Secondary waste generation would be a serious issue because of the increasing curium content of the mixture after each recycle.

(g) Once through irradiation of americium in a moderated subassembly of an FR has been considered as a transmutation possibility that would not need further reprocessing. Elimination of 98% of americium would require a very long irradiation period (20 years) and leads to a post-irradiative mixture of 80% fission products and ~20% actinides, primarily

plutonium and curium. From a waste management point of view this option reduces the americium inventory on an atomic basis by a factor of five, but the 241Am (half-life of 432 years) is partially substituted by 239Pu (half-life of 24 400 years) and the long lived 243Am by 244Cm. The neutron economic advantage is preserved because of the fast reactor neutron economy, but the feasibility of operating a kind of EFR power reactor with many 241,242,243Am targets (2500 kg) needs further safety studies. The post-irradiation storage and disposal would be very similar to very high burnup FR MOX fuel.

(h) Multiple recycling of plutonium and MAs (TRUs) in FRs is theoretically possible. Irradiating TRUs in FRs has the advantage of reducing the inventory in proportion to the achieved burnup, independent of the TRU composition. A burnup of 18 at.% requires multiple recycling over at least five cycles to reach equilibrium between the in and out flux of TRUs.

The recycling operations would be carried out in small pyrochemical units associated with an IFR reactor fleet. As fissioning would prevail on capture, a smaller amount of higher actinides would be produced and the overall mean half-life of the residual TRU inventory would decrease.

Other waste forms would be introduced: an iron–zirconium matrix for metallic (fission and fissile) radionuclides together with the hulls and a sodalite–borosilicate glass mixture for the fission products. Very little has been published and most of the processes are still laboratory or pilot scale investigations.

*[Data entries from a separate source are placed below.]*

//! Display-driven game loop
//!
//! The host calls [`Game::frame`] once per display refresh with a monotonic
//! timestamp in milliseconds. The frame gate lets at most one simulation step
//! through per call; dropped frames slow the game down instead of queueing
//! catch-up steps.

use crate::consts::FRAME_TIME_MS;
use crate::sim::{Difficulty, GameState, Snapshot, TickInput, tick};

/// Source of the directional keys, sampled once per tick
pub trait InputSource {
    fn sample(&self) -> TickInput;
}

impl InputSource for TickInput {
    fn sample(&self) -> TickInput {
        *self
    }
}

/// Consumer of the post-tick state
pub trait Renderer {
    fn render(&mut self, snapshot: &Snapshot<'_>);
}

/// Gate that opens once per frame interval, carrying the remainder
#[derive(Debug, Clone)]
pub struct FrameGate {
    frame_ms: f64,
    /// Gate reference point, lags the last step by the carried remainder
    last_frame_time: f64,
    /// When the last step actually ran
    last_step_time: f64,
}

impl Default for FrameGate {
    fn default() -> Self {
        Self::new(FRAME_TIME_MS)
    }
}

impl FrameGate {
    pub fn new(frame_ms: f64) -> Self {
        Self {
            frame_ms,
            last_frame_time: 0.0,
            last_step_time: 0.0,
        }
    }

    /// If a step is due at `now`, returns the wall-clock time since the previous step
    pub fn poll(&mut self, now: f64) -> Option<f64> {
        let delta = now - self.last_frame_time;
        // Also rejects NaN and timestamps that went backwards
        if !(delta >= self.frame_ms) {
            return None;
        }
        let elapsed = now - self.last_step_time;
        self.last_frame_time = now - delta % self.frame_ms;
        self.last_step_time = now;
        Some(elapsed)
    }
}

/// Owns the run and drives it from display callbacks
#[derive(Debug, Clone)]
pub struct Game {
    pub state: GameState,
    gate: FrameGate,
    frames: u64,
}

impl Game {
    pub fn new(state: GameState) -> Self {
        Self {
            state,
            gate: FrameGate::default(),
            frames: 0,
        }
    }

    /// Number of frames that ran a step
    pub fn frames(&self) -> u64 {
        self.frames
    }

    /// Display callback: maybe step the simulation, then hand the result to the renderer.
    /// Returns whether a step ran.
    pub fn frame<I, R>(&mut self, now: f64, input: &I, renderer: &mut R) -> bool
    where
        I: InputSource + ?Sized,
        R: Renderer + ?Sized,
    {
        let Some(elapsed) = self.gate.poll(now) else {
            return false;
        };
        self.frames += 1;

        let before = self.state.phase;
        tick(&mut self.state, &input.sample(), elapsed as f32);
        if self.state.phase != before {
            log::info!("Phase {:?} -> {:?}", before, self.state.phase);
        }

        renderer.render(&self.state.snapshot());
        true
    }

    /// Selection UI entry point
    pub fn select_difficulty(&mut self, difficulty: Difficulty) -> bool {
        self.state.select_difficulty(difficulty)
    }

    /// Restart UI entry point
    pub fn restart(&mut self) -> bool {
        self.state.restart()
    }
}

#[cfg(test)]
mod tests {
    use super::*;
    use crate::sim::GamePhase;

    #[derive(Default)]
    struct Recorder {
        phases: Vec<GamePhase>,
        times: Vec<f32>,
    }

    impl Renderer for Recorder {
        fn render(&mut self, snapshot: &Snapshot<'_>) {
            self.phases.push(snapshot.phase);
            self.times.push(snapshot.time_remaining);
        }
    }

    fn approx(a: f64, b: f64) -> bool {
        (a - b).abs() < 1e-9
    }

    #[test]
    fn test_gate_waits_for_frame_interval() {
        let mut gate = FrameGate::default();
        assert_eq!(gate.poll(10.0), None);
        assert_eq!(gate.poll(20.0), Some(20.0));
        assert_eq!(gate.poll(30.0), None);
    }

    #[test]
    fn test_gate_carries_remainder() {
        let mut gate = FrameGate::new(10.0);
        assert_eq!(gate.poll(14.0), Some(14.0));
        // The 4ms remainder carries, so 20.0 is already due; only 6ms really passed
        assert!(approx(gate.poll(20.0).unwrap(), 6.0));
        assert_eq!(gate.poll(29.0), None);
        assert!(approx(gate.poll(30.0).unwrap(), 10.0));
    }

    #[test]
    fn test_gate_no_catch_up() {
        let mut gate = FrameGate::new(10.0);
        // A long stall yields one step, not many
        assert_eq!(gate.poll(1005.0), Some(1005.0));
        assert_eq!(gate.poll(1005.0), None);
        assert_eq!(gate.poll(1009.0), None);
        assert!(gate.poll(1010.0).is_some());
    }

    #[test]
    fn test_gate_ignores_time_going_backwards() {
        let mut gate = FrameGate::new(10.0);
        gate.poll(100.0);
        assert_eq!(gate.poll(50.0), None);
        assert_eq!(gate.poll(f64::NAN), None);
    }

    #[test]
    fn test_frame_renders_after_step() {
        let mut game = Game::new(GameState::new(4));
        let mut recorder = Recorder::default();
        let idle = TickInput::default();

        assert!(!game.frame(5.0, &idle, &mut recorder));
        assert!(recorder.phases.is_empty());

        assert!(game.frame(20.0, &idle, &mut recorder));
        assert_eq!(recorder.phases, vec![GamePhase::SelectingDifficulty]);
        assert_eq!(game.frames(), 1);
    }

    #[test]
    fn test_run_times_out() {
        let mut game = Game::new(GameState::new(4));
        assert!(game.select_difficulty(Difficulty::Hard));
        let mut recorder = Recorder::default();
        let idle = TickInput::default();

        // 60 FPS for a bit over 90 seconds
        let mut now = 0.0;
        for _ in 0..(60 * 92) {
            now += FRAME_TIME_MS + 0.01;
            game.frame(now, &idle, &mut recorder);
        }

        assert_eq!(game.state.phase, GamePhase::Lost);
        assert_eq!(recorder.phases.last(), Some(&GamePhase::Lost));
        assert_eq!(recorder.times.last(), Some(&0.0));

        assert!(game.restart());
        assert_eq!(game.state.phase, GamePhase::SelectingDifficulty);
    }
}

(i) Multiple recycling of TRUs through ADS irradiation and pyrochemical fuel cycles is the latest of the proposed options. It implies the construction of a large ADS capacity (about ten times higher than for MAs). The advantage of this conceptual system is the relatively small size of the facilities required compared with those needed for aqueous reprocessing, the resistance against criticality risks and the proliferation resistance of the TRU mixture. These advantages are balanced by a lack of technical maturity of the irradiation system at the industrial scale and of processing facilities. The very high decay heat load of the treated spent fuel (192–455 kW/t HM) is compensated for by the small throughput, but the industrial feasibility of the process will have to be demonstrated.

Much R&D will be required to make the process comparable with FR technology.